Report the count of lines containing the word "PhaseId" in the entries below, and nothing more.

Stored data
╭──

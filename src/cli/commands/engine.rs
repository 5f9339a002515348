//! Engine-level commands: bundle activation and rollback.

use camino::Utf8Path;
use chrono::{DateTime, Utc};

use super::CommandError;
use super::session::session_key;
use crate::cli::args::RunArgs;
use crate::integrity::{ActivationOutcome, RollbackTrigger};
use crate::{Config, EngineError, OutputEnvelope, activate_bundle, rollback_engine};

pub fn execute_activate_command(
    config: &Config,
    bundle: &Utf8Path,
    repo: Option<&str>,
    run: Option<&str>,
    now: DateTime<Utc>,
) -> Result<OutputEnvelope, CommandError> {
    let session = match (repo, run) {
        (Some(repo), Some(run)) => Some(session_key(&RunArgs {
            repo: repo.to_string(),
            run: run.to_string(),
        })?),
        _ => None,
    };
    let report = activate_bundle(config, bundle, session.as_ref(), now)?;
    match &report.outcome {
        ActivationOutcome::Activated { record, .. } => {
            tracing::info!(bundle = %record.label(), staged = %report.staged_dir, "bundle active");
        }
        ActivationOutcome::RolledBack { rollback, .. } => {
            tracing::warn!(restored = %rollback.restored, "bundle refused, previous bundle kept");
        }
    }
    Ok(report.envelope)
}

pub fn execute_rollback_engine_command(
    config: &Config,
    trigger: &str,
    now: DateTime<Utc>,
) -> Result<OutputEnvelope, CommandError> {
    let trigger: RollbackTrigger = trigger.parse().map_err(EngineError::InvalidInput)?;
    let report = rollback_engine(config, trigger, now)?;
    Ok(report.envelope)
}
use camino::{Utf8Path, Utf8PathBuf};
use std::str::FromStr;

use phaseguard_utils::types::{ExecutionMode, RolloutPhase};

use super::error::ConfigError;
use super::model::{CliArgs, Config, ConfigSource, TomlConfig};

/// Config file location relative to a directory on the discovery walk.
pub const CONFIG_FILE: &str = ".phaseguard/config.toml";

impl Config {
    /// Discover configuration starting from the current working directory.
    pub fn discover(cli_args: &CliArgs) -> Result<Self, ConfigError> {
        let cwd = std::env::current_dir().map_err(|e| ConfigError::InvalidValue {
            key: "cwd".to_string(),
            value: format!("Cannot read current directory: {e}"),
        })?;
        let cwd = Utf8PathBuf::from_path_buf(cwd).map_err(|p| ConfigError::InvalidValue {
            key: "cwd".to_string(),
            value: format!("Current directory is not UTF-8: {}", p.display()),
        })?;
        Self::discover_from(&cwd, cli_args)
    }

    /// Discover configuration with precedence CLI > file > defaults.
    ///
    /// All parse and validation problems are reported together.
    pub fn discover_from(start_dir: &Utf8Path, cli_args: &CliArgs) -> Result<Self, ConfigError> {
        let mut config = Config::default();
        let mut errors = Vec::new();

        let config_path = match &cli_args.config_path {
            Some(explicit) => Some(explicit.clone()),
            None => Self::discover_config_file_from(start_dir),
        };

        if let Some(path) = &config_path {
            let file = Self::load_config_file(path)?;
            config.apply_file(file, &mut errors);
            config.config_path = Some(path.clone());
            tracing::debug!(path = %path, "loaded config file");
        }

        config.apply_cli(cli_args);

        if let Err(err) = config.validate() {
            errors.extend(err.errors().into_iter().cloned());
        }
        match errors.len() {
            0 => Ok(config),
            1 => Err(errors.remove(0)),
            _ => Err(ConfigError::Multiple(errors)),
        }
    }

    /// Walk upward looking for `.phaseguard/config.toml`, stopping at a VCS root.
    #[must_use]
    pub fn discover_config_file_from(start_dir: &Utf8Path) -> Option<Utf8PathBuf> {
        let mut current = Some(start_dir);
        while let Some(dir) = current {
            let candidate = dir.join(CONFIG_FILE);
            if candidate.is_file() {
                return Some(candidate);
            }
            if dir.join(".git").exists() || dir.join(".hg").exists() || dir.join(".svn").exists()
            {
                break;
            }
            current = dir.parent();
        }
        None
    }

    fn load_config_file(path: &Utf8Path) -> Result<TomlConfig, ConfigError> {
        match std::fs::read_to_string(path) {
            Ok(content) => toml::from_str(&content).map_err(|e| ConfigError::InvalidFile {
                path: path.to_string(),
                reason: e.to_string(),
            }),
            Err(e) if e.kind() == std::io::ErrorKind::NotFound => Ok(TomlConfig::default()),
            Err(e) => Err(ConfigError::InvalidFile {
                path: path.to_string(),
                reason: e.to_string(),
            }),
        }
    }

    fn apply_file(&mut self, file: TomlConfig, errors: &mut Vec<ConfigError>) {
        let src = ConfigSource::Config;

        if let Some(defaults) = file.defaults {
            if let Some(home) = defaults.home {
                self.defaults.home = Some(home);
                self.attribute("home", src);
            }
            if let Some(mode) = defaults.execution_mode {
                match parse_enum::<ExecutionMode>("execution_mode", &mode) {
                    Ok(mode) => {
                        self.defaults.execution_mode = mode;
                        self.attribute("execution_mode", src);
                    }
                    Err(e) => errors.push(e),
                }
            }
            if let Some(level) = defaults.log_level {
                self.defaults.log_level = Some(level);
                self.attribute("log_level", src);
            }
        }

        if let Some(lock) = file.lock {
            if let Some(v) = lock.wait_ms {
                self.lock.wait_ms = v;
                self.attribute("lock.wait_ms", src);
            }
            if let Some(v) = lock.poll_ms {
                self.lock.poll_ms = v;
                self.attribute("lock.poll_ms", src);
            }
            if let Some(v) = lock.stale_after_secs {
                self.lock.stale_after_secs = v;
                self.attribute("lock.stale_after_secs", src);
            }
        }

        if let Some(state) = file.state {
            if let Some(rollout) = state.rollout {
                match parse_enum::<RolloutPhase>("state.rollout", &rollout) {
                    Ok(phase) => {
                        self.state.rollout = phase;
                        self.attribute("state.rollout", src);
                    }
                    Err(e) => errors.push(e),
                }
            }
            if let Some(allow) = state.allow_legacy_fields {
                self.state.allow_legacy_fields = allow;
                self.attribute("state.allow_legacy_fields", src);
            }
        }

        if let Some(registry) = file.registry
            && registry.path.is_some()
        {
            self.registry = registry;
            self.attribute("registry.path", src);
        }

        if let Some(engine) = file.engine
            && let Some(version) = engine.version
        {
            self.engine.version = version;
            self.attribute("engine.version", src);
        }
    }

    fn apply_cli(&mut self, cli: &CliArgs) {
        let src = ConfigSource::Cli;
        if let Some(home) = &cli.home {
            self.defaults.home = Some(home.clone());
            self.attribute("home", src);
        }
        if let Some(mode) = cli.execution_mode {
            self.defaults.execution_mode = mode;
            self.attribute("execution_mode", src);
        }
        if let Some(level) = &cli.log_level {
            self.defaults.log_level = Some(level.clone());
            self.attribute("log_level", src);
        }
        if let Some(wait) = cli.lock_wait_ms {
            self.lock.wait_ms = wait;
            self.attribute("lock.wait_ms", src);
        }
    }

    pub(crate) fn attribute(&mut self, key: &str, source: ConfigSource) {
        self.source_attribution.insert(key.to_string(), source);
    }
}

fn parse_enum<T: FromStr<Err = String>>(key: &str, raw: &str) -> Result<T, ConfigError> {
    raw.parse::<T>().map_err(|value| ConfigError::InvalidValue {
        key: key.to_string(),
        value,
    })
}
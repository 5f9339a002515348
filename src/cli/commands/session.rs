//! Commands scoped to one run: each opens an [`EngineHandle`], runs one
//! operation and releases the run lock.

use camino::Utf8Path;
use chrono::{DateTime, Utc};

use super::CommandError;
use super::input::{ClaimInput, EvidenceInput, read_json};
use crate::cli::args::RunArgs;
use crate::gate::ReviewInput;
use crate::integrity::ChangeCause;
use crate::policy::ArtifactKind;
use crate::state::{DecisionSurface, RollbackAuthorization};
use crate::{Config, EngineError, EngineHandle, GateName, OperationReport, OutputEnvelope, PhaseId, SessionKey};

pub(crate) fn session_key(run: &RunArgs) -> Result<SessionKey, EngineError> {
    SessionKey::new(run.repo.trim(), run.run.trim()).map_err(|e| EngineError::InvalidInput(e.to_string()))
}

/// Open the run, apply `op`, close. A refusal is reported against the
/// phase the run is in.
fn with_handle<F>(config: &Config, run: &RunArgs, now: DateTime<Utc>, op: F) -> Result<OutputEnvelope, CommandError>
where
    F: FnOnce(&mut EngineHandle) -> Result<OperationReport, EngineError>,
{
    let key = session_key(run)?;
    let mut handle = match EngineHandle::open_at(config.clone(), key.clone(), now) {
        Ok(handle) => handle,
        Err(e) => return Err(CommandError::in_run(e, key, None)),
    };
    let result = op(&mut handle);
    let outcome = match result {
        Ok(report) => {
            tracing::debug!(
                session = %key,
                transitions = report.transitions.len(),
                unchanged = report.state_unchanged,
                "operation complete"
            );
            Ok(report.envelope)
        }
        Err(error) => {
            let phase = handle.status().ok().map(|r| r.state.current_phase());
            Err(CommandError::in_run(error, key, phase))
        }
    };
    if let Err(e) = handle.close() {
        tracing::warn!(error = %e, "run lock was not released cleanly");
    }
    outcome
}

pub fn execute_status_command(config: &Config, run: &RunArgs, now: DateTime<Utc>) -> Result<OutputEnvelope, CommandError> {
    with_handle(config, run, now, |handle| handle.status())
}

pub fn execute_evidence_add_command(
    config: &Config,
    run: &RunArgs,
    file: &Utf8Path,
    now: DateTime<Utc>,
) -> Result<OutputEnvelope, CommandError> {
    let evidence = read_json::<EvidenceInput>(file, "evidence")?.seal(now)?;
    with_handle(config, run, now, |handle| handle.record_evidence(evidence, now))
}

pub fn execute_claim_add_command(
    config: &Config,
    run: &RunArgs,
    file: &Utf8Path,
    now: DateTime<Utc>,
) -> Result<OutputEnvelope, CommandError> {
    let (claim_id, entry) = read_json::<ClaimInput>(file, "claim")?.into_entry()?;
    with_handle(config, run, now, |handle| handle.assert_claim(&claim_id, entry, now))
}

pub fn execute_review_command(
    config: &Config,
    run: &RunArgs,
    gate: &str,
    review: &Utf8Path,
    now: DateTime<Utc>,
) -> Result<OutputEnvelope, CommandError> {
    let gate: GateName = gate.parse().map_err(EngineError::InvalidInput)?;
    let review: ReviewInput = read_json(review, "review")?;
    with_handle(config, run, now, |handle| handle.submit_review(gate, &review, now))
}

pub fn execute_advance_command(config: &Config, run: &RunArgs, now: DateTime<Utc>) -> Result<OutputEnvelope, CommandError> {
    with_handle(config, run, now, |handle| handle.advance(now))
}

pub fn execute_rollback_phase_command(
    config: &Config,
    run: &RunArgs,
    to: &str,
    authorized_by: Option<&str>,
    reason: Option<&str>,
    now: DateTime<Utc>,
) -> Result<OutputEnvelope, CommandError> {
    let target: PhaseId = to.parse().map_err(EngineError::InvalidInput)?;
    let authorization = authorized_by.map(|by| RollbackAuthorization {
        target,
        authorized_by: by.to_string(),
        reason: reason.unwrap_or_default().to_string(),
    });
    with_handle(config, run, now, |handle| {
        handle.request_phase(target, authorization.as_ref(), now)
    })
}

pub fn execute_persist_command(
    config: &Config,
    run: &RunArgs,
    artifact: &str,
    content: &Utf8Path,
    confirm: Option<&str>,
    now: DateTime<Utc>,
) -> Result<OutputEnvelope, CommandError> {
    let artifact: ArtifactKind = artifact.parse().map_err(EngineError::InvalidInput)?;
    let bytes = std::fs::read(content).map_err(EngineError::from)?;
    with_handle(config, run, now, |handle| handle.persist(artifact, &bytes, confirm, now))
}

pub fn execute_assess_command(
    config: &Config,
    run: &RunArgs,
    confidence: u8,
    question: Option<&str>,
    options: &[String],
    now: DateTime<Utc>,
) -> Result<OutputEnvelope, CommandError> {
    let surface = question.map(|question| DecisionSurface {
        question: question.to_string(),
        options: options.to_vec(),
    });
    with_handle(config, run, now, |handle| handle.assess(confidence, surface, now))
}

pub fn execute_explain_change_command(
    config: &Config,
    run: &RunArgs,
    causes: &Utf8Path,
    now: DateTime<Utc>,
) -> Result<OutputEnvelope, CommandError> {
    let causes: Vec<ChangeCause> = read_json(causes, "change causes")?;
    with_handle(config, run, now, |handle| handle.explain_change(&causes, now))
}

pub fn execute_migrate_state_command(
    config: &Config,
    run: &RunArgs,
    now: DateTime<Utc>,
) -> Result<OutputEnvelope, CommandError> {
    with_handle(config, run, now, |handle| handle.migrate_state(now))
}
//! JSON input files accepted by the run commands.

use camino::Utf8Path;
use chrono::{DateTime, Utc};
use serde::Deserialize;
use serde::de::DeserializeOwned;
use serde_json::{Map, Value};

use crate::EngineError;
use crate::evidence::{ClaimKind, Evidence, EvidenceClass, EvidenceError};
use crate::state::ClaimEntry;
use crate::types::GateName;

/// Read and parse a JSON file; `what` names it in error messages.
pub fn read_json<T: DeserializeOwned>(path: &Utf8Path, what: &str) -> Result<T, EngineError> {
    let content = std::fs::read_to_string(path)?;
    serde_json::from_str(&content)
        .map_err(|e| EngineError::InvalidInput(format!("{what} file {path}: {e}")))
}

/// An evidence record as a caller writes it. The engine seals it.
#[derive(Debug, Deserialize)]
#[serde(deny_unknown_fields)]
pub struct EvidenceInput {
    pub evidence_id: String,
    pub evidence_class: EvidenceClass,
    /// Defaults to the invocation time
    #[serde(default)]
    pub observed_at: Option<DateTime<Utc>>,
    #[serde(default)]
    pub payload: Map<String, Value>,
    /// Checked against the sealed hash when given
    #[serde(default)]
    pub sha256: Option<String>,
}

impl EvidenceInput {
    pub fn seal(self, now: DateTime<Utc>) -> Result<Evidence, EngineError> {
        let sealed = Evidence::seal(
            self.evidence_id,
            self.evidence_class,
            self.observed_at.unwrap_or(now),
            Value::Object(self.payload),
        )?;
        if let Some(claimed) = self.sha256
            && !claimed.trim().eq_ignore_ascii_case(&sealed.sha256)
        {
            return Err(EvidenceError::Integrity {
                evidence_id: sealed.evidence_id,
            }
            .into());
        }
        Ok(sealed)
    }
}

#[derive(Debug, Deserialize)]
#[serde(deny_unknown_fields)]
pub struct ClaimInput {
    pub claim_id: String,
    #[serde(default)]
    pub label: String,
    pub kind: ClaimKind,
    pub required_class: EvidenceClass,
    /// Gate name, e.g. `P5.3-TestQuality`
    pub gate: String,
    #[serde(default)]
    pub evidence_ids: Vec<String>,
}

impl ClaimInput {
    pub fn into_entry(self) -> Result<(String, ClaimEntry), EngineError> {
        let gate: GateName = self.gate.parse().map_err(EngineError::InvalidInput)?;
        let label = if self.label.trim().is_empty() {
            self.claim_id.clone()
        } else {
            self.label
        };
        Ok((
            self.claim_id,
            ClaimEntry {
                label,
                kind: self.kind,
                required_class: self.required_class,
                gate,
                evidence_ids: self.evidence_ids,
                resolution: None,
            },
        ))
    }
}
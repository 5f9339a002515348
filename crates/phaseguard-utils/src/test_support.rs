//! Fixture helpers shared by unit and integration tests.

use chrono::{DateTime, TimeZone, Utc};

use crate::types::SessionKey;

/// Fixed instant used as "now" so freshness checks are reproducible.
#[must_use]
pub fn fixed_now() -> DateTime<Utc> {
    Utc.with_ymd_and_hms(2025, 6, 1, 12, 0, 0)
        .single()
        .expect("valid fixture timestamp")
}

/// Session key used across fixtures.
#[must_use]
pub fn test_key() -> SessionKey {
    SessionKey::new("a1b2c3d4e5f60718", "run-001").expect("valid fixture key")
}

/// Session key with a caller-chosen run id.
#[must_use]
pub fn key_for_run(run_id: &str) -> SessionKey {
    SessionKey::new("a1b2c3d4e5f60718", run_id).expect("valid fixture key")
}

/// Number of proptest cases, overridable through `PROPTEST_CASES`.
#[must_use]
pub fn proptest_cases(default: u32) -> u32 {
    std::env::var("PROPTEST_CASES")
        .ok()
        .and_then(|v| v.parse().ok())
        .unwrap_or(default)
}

╰──

§ Reply: 2